Duncan is accused in Riverside County in the 1997 kidnap-murder of a Beaumont boy and was convicted in another state of other killings.
Details of the settlement were not made public.
Duncan, 47, who has already been sentenced to death for the slaying of an Idaho boy, would face capital punishment if convicted by a jury of abducting and killing 10-year-old Anthony Martinez.
He was extradited to Riverside County in January 2009 to stand trial in the Beaumont killing.
Duncan had been representing himself until a new defense team was appointed last October. He relieved his earlier attorney in August 2009, when he was deemed competent to stand trial by a jury.
He was tied to the Coachella Valley slaying when Anthony’s name surfaced during questioning in Idaho and partial fingerprints found at the scene where the boy’s body was discovered matched Duncan, authorities have said.
Duncan allegedly left a fingerprint on the duct tape that was used to bind Anthony, who was abducted by a stranger with a knife as he played with friends in an alley behind his family’s apartment on April 4, 1997.
The child’s nude body was found by a Bureau of Land Management Ranger on April 19, 1997, on Berdoo Canyon Road in Indio — some 90 miles east of where he was snatched — south of Joshua Tree National Monument.
The Riverside County District Attorney’s Office charged Duncan with Anthony’s murder in 2007.
Duncan was sentenced to death in August 2008 by a federal judge in Boise, Idaho, for murdering 9-year-old Dylan Groene. Duncan kidnapped the boy and his 8-year-old sister in May 2005, then tortured and sexually abused both of them over the course of several weeks before shooting Dylan in the head while his sister watched.
Duncan also killed the children’s brother and mother, and the mother’s fiance.
He was arrested after a waitress at a Denny’s restaurant recognized him and the kidnapped younger sister.

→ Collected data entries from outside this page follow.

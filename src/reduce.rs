//! β- and η-normalization.

use crate::term::{mk_abs, mk_app, Term};

use thiserror::Error;

impl Term {
    /// Returns [true] if `self` contains no β-redex.
    pub fn is_beta_normal(&self) -> bool {
        match self {
            Term::Var(_) => true,
            Term::Abs(inner) => inner.body.is_beta_normal(),
            Term::App(inner) => {
                !inner.fun.is_abs() && inner.fun.is_beta_normal() && inner.arg.is_beta_normal()
            }
        }
    }

    /// Contracts the leftmost-outermost β-redex that is not under a binder.
    ///
    /// Returns `self` unchanged if there is no such redex. In particular an abstraction is
    /// returned as it is; reduce its body to go further.
    pub fn outer_left_most_beta_simp(&self) -> Term {
        self.beta_step().unwrap_or_else(|| self.clone())
    }

    /// Returns [None] if [Term::outer_left_most_beta_simp] makes no progress.
    pub fn beta_step(&self) -> Option<Term> {
        match self {
            Term::Var(_) | Term::Abs(_) => None,
            Term::App(inner) => {
                if let Term::Abs(abs) = &inner.fun {
                    return Some(abs.body.substitute(&inner.arg, abs.param));
                }
                if !inner.fun.is_beta_normal() {
                    let fun = inner.fun.beta_step()?;
                    Some(mk_app(fun, inner.arg.clone()))
                } else if !inner.arg.is_beta_normal() {
                    let arg = inner.arg.beta_step()?;
                    Some(mk_app(inner.fun.clone(), arg))
                } else {
                    None
                }
            }
        }
    }

    /// Rewrites `λ x, f x` to `f` when `x ∉ FV(f)`, in one pass over the term.
    pub fn eta_normalize(&self) -> Term {
        match self {
            Term::Var(_) => self.clone(),
            Term::Abs(inner) => {
                if let Term::App(app) = &inner.body {
                    if app.arg == Term::Var(inner.param) && !app.fun.has_free(inner.param) {
                        return app.fun.clone();
                    }
                }
                let body = inner.body.eta_normalize();
                if inner.body.ptr_eq(&body) {
                    self.clone()
                } else {
                    mk_abs(inner.param, body)
                }
            }
            Term::App(inner) => {
                let fun = inner.fun.eta_normalize();
                let arg = inner.arg.eta_normalize();
                if inner.fun.ptr_eq(&fun) && inner.arg.ptr_eq(&arg) {
                    self.clone()
                } else {
                    mk_app(fun, arg)
                }
            }
        }
    }

    /// The reduction sequence of [Term::outer_left_most_beta_simp] starting from `self`, ending
    /// once no step applies.
    ///
    /// The sequence is infinite for terms such as `(λx. x x) (λx. x x)`; bound it with
    /// [Iterator::take].
    pub fn steps(&self) -> Steps {
        Steps {
            next: Some(self.clone()),
        }
    }
}

pub struct Steps {
    next: Option<Term>,
}

impl Iterator for Steps {
    type Item = Term;

    fn next(&mut self) -> Option<Self::Item> {
        let m = self.next.take()?;
        self.next = m.beta_step();
        Some(m)
    }
}

#[derive(Debug, Error, Clone, PartialEq, Eq)]
pub enum NormalizeError {
    #[error("no normal form reached within {limit} reduction steps")]
    StepLimitExceeded { limit: usize },
}

/// Computes β-normal forms in normal order under a step budget.
#[derive(Debug, Clone, Copy, PartialEq, Eq)]
pub struct Normalizer {
    pub max_steps: Option<usize>,
}

impl Default for Normalizer {
    fn default() -> Self {
        Normalizer {
            max_steps: Some(Normalizer::DEFAULT_MAX_STEPS),
        }
    }
}

impl Normalizer {
    pub const DEFAULT_MAX_STEPS: usize = 1000;

    pub fn new(max_steps: usize) -> Self {
        Normalizer {
            max_steps: Some(max_steps),
        }
    }

    pub fn unbounded() -> Self {
        Normalizer { max_steps: None }
    }

    pub fn normalize(&self, m: &Term) -> Result<Term, NormalizeError> {
        let mut steps = 0;
        let n = self.normalize_help(m, &mut steps)?;
        log::debug!("normalized in {steps} steps (size {} → {})", m.size(), n.size());
        Ok(n)
    }

    pub fn beta_eta_normalize(&self, m: &Term) -> Result<Term, NormalizeError> {
        Ok(self.normalize(m)?.eta_normalize())
    }

    fn normalize_help(&self, m: &Term, steps: &mut usize) -> Result<Term, NormalizeError> {
        let mut m = m.clone();
        loop {
            if let Term::Abs(inner) = &m {
                let body = self.normalize_help(&inner.body, steps)?;
                return Ok(mk_abs(inner.param, body));
            }
            if m.is_beta_normal() {
                return Ok(m);
            }
            let Some(n) = m.beta_step() else {
                // The head is a variable and every redex left sits under a binder.
                let Term::App(inner) = &m else {
                    unreachable!("only applications can be stuck");
                };
                let fun = self.normalize_help(&inner.fun, steps)?;
                let arg = self.normalize_help(&inner.arg, steps)?;
                return Ok(mk_app(fun, arg));
            };
            *steps += 1;
            if let Some(limit) = self.max_steps {
                if *steps > limit {
                    return Err(NormalizeError::StepLimitExceeded { limit });
                }
            }
            if log::log_enabled!(log::Level::Trace) {
                log::trace!("step {steps}: {n}");
            }
            m = n;
        }
    }
}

Law enforcement agencies nationwide subsequently began investigating whether the drifter and high school dropout, whose first sex offense was committed when he was 12, could be tied to other cases.
Duncan has indicated he does not deny the allegations against him, but cannot plead guilty because of a California law that stipulates a defendant must be represented by an attorney and have that lawyer’s consent to enter a guilty plea in a potential death penalty case.